Start of DATA SECTION

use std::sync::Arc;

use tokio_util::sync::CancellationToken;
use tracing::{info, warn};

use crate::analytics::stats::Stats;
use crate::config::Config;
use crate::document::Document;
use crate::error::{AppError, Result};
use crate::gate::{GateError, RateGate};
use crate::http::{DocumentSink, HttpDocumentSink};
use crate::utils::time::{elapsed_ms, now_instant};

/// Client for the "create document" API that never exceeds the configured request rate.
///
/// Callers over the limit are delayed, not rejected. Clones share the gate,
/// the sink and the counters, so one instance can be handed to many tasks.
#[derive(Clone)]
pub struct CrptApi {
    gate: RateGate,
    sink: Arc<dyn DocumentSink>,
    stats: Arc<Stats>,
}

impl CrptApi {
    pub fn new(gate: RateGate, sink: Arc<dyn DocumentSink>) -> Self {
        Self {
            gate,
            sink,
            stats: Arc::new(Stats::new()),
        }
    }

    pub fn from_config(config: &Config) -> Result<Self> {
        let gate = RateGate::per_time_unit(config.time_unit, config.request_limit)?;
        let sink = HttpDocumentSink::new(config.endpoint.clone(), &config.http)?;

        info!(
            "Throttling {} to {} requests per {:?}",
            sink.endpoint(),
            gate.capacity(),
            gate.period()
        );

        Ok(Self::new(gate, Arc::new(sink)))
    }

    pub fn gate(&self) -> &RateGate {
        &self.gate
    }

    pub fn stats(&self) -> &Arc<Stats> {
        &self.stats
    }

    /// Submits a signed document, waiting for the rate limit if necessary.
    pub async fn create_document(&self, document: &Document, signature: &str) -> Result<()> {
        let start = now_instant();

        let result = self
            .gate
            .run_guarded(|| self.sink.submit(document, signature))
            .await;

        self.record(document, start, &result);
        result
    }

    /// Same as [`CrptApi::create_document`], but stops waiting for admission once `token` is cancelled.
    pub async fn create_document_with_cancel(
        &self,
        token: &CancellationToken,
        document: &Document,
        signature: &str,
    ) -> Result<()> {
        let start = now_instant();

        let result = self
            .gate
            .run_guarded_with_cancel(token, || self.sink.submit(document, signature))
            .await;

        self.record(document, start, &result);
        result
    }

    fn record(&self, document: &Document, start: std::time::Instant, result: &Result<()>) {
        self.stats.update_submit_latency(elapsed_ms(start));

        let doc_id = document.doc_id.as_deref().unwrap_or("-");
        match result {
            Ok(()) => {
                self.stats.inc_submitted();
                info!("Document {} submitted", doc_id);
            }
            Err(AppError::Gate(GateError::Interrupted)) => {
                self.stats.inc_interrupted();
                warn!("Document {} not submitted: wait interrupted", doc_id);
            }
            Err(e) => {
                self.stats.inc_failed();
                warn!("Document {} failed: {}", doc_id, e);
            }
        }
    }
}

End of DATA SECTION

TRY IT:
Return the material exactly as it stands above, but only from its first line to the line containing "gate.period()", both ends included.

PROBLEM SOLUTION:
use std::sync::Arc;

use tokio_util::sync::CancellationToken;
use tracing::{info, warn};

use crate::analytics::stats::Stats;
use crate::config::Config;
use crate::document::Document;
use crate::error::{AppError, Result};
use crate::gate::{GateError, RateGate};
use crate::http::{DocumentSink, HttpDocumentSink};
use crate::utils::time::{elapsed_ms, now_instant};

/// Client for the "create document" API that never exceeds the configured request rate.
///
/// Callers over the limit are delayed, not rejected. Clones share the gate,
/// the sink and the counters, so one instance can be handed to many tasks.
#[derive(Clone)]
pub struct CrptApi {
    gate: RateGate,
    sink: Arc<dyn DocumentSink>,
    stats: Arc<Stats>,
}

impl CrptApi {
    pub fn new(gate: RateGate, sink: Arc<dyn DocumentSink>) -> Self {
        Self {
            gate,
            sink,
            stats: Arc::new(Stats::new()),
        }
    }

    pub fn from_config(config: &Config) -> Result<Self> {
        let gate = RateGate::per_time_unit(config.time_unit, config.request_limit)?;
        let sink = HttpDocumentSink::new(config.endpoint.clone(), &config.http)?;

        info!(
            "Throttling {} to {} requests per {:?}",
            sink.endpoint(),
            gate.capacity(),
            gate.period()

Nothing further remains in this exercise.